Directions for this task
Take every line of the material and reproduce it exactly.

Data extracts
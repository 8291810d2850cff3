//! # Access Rules
//!
//! The role check half of the access gate. Token verification lives in the
//! API crate; once a token is verified it becomes a [`Principal`] and every
//! authorization decision goes through [`require_role`].
//!
//! ```text
//!   bearer token ──► verify (apps/api) ──► Principal { id, username, role }
//!                                                    │
//!                                  require_role(&principal, Role::Admin)
//!                                                    │
//!                                       ┌────────────┴────────────┐
//!                                       ▼                         ▼
//!                                     Allow                 Forbidden (403)
//! ```
//!
//! There is no role hierarchy: a role satisfies only itself.

use serde::{Deserialize, Serialize};

use crate::error::{CoreError, CoreResult};
use crate::types::{PublicUser, Role};

/// An authenticated caller.
#[derive(Debug, Clone, PartialEq, Eq, Serialize, Deserialize)]
pub struct Principal {
    pub id: i64,
    pub username: String,
    pub role: Role,
}

impl Principal {
    #[inline]
    pub fn has_role(&self, role: Role) -> bool {
        self.role == role
    }

    #[inline]
    pub fn is_admin(&self) -> bool {
        self.has_role(Role::Admin)
    }
}

impl From<PublicUser> for Principal {
    fn from(user: PublicUser) -> Self {
        Self {
            id: user.id,
            username: user.username,
            role: user.role,
        }
    }
}

impl From<&Principal> for PublicUser {
    fn from(principal: &Principal) -> Self {
        Self {
            id: principal.id,
            username: principal.username.clone(),
            role: principal.role,
        }
    }
}

/// Allows the call iff the principal carries exactly `role`.
pub fn require_role(principal: &Principal, role: Role) -> CoreResult<()> {
    if principal.has_role(role) {
        Ok(())
    } else {
        Err(CoreError::Forbidden { required: role })
    }
}
//! Login and the current-user lookup.

use axum::extract::State;
use serde::{Deserialize, Serialize};
use tracing::{info, warn};

use warung_core::validation::validate_credentials;
use warung_core::PublicUser;
use warung_db::{verify_password, DbError};

use crate::auth::AuthUser;
use crate::error::{ApiError, ApiResult};
use crate::extract::AppJson;
use crate::state::AppState;

#[derive(Debug, Deserialize)]
pub struct LoginRequest {
    #[serde(default)]
    pub username: String,
    #[serde(default)]
    pub password: String,
}

#[derive(Debug, Serialize)]
pub struct LoginResponse {
    pub token: String,
    pub user: PublicUser,
}

#[derive(Debug, Serialize)]
pub struct UserBody {
    pub user: PublicUser,
}

/// `POST /auth/login`
///
/// Unknown usernames and wrong passwords get the same 401.
pub async fn login(
    State(state): State<AppState>,
    AppJson(request): AppJson<LoginRequest>,
) -> ApiResult<AppJson<LoginResponse>> {
    validate_credentials(&request.username, &request.password)?;

    let user = state.db.users().find_by_username(request.username.trim()).await?;
    let Some(user) = user.filter(|u| verify_password(&request.password, &u.password_hash)) else {
        warn!(username = %request.username, "Login rejected");
        return Err(ApiError::invalid_credentials());
    };

    let public = PublicUser::from(&user);
    let token = state.jwt.issue(&public)?;
    info!(user_id = user.id, role = %user.role, "User logged in");

    Ok(AppJson(LoginResponse {
        token,
        user: public,
    }))
}

/// `GET /auth/me`
pub async fn me(
    State(state): State<AppState>,
    AuthUser(principal): AuthUser,
) -> ApiResult<AppJson<UserBody>> {
    // A token can outlive its user.
    let user = match state.db.users().get(principal.id).await {
        Ok(user) => user,
        Err(DbError::NotFound { .. }) => return Err(ApiError::invalid_token()),
        Err(e) => return Err(e.into()),
    };

    Ok(AppJson(UserBody {
        user: PublicUser::from(&user),
    }))
}
//! # Routes
//!
//! ```text
//! ┌─────────────────────────────────────────────────────────────────────────┐
//! │  /health                    GET            none                        │
//! │  /auth/login                POST           none                        │
//! │  /auth/me                   GET            any token                   │
//! │  /public/products[/{id}]    GET            none                        │
//! │  /products[/{id}]           GET/POST/PUT/DELETE   admin                │
//! │  /sales                     POST           optional token              │
//! │  /sales                     GET            admin                       │
//! │  /sales/{id}                GET/PUT/DELETE admin                       │
//! │  /sales/daily|monthly|yearly GET           admin                       │
//! └─────────────────────────────────────────────────────────────────────────┘
//! ```

use axum::routing::{get, post};
use axum::Router;
use serde::Serialize;

use crate::state::AppState;

pub mod auth;
pub mod health;
pub mod products;
pub mod public;
pub mod reports;
pub mod sales;

/// `{"message": ...}` for deletes.
#[derive(Debug, Serialize)]
pub struct MessageBody {
    pub message: String,
}

impl MessageBody {
    pub fn new(message: impl Into<String>) -> Self {
        MessageBody {
            message: message.into(),
        }
    }
}

pub fn router() -> Router<AppState> {
    Router::new()
        .route("/health", get(health::health))
        .route("/auth/login", post(auth::login))
        .route("/auth/me", get(auth::me))
        .route("/public/products", get(public::list_products))
        .route("/public/products/{id}", get(public::get_product))
        .route(
            "/products",
            get(products::list_products).post(products::create_product),
        )
        .route(
            "/products/{id}",
            get(products::get_product)
                .put(products::update_product)
                .delete(products::delete_product),
        )
        .route("/sales", post(sales::create_sale).get(sales::list_sales))
        .route("/sales/daily", get(reports::daily))
        .route("/sales/monthly", get(reports::monthly))
        .route("/sales/yearly", get(reports::yearly))
        .route(
            "/sales/{id}",
            get(sales::get_sale)
                .put(sales::update_sale)
                .delete(sales::delete_sale),
        )
}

Solution below
repository 8291810d2850cff3
//! # Access Rules
//!
//! The role check half of the access gate. Token verification lives in the
//! API crate; once a token is verified it becomes a [`Principal`] and every
//! authorization decision goes through [`require_role`].
//!
//! ```text
//!   bearer token ──► verify (apps/api) ──► Principal { id, username, role }
//!                                                    │
//!                                  require_role(&principal, Role::Admin)
//!                                                    │
//!                                       ┌────────────┴────────────┐
//!                                       ▼                         ▼
//!                                     Allow                 Forbidden (403)
//! ```
//!
//! There is no role hierarchy: a role satisfies only itself.

use serde::{Deserialize, Serialize};

use crate::error::{CoreError, CoreResult};
use crate::types::{PublicUser, Role};

/// An authenticated caller.
#[derive(Debug, Clone, PartialEq, Eq, Serialize, Deserialize)]
pub struct Principal {
    pub id: i64,
    pub username: String,
    pub role: Role,
}

impl Principal {
    #[inline]
    pub fn has_role(&self, role: Role) -> bool {
        self.role == role
    }

    #[inline]
    pub fn is_admin(&self) -> bool {
        self.has_role(Role::Admin)
    }
}

impl From<PublicUser> for Principal {
    fn from(user: PublicUser) -> Self {
        Self {
            id: user.id,
            username: user.username,
            role: user.role,
        }
    }
}

impl From<&Principal> for PublicUser {
    fn from(principal: &Principal) -> Self {
        Self {
            id: principal.id,
            username: principal.username.clone(),
            role: principal.role,
        }
    }
}

/// Allows the call iff the principal carries exactly `role`.
pub fn require_role(principal: &Principal, role: Role) -> CoreResult<()> {
    if principal.has_role(role) {
        Ok(())
    } else {
        Err(CoreError::Forbidden { required: role })
    }
}
//! Login and the current-user lookup.

use axum::extract::State;
use serde::{Deserialize, Serialize};
use tracing::{info, warn};

use warung_core::validation::validate_credentials;
use warung_core::PublicUser;
use warung_db::{verify_password, DbError};

use crate::auth::AuthUser;
use crate::error::{ApiError, ApiResult};
use crate::extract::AppJson;
use crate::state::AppState;

#[derive(Debug, Deserialize)]
pub struct LoginRequest {
    #[serde(default)]
    pub username: String,
    #[serde(default)]
    pub password: String,
}

#[derive(Debug, Serialize)]
pub struct LoginResponse {
    pub token: String,
    pub user: PublicUser,
}

#[derive(Debug, Serialize)]
pub struct UserBody {
    pub user: PublicUser,
}

/// `POST /auth/login`
///
/// Unknown usernames and wrong passwords get the same 401.
pub async fn login(
    State(state): State<AppState>,
    AppJson(request): AppJson<LoginRequest>,
) -> ApiResult<AppJson<LoginResponse>> {
    validate_credentials(&request.username, &request.password)?;

    let user = state.db.users().find_by_username(request.username.trim()).await?;
    let Some(user) = user.filter(|u| verify_password(&request.password, &u.password_hash)) else {
        warn!(username = %request.username, "Login rejected");
        return Err(ApiError::invalid_credentials());
    };

    let public = PublicUser::from(&user);
    let token = state.jwt.issue(&public)?;
    info!(user_id = user.id, role = %user.role, "User logged in");

    Ok(AppJson(LoginResponse {
        token,
        user: public,
    }))
}

/// `GET /auth/me`
pub async fn me(
    State(state): State<AppState>,
    AuthUser(principal): AuthUser,
) -> ApiResult<AppJson<UserBody>> {
    // A token can outlive its user.
    let user = match state.db.users().get(principal.id).await {
        Ok(user) => user,
        Err(DbError::NotFound { .. }) => return Err(ApiError::invalid_token()),
        Err(e) => return Err(e.into()),
    };

    Ok(AppJson(UserBody {
        user: PublicUser::from(&user),
    }))
}
//! # Routes
//!
//! ```text
//! ┌─────────────────────────────────────────────────────────────────────────┐
//! │  /health                    GET            none                        │
//! │  /auth/login                POST           none                        │
//! │  /auth/me                   GET            any token                   │
//! │  /public/products[/{id}]    GET            none                        │
//! │  /products[/{id}]           GET/POST/PUT/DELETE   admin                │
//! │  /sales                     POST           optional token              │
//! │  /sales                     GET            admin                       │
//! │  /sales/{id}                GET/PUT/DELETE admin                       │
//! │  /sales/daily|monthly|yearly GET           admin                       │
//! └─────────────────────────────────────────────────────────────────────────┘
//! ```

use axum::routing::{get, post};
use axum::Router;
use serde::Serialize;

use crate::state::AppState;

pub mod auth;
pub mod health;
pub mod products;
pub mod public;
pub mod reports;
pub mod sales;

/// `{"message": ...}` for deletes.
#[derive(Debug, Serialize)]
pub struct MessageBody {
    pub message: String,
}

impl MessageBody {
    pub fn new(message: impl Into<String>) -> Self {
        MessageBody {
            message: message.into(),
        }
    }
}

pub fn router() -> Router<AppState> {
    Router::new()
        .route("/health", get(health::health))
        .route("/auth/login", post(auth::login))
        .route("/auth/me", get(auth::me))
        .route("/public/products", get(public::list_products))
        .route("/public/products/{id}", get(public::get_product))
        .route(
            "/products",
            get(products::list_products).post(products::create_product),
        )
        .route(
            "/products/{id}",
            get(products::get_product)
                .put(products::update_product)
                .delete(products::delete_product),
        )
        .route("/sales", post(sales::create_sale).get(sales::list_sales))
        .route("/sales/daily", get(reports::daily))
        .route("/sales/monthly", get(reports::monthly))
        .route("/sales/yearly", get(reports::yearly))
        .route(
            "/sales/{id}",
            get(sales::get_sale)
                .put(sales::update_sale)
                .delete(sales::delete_sale),
        )
}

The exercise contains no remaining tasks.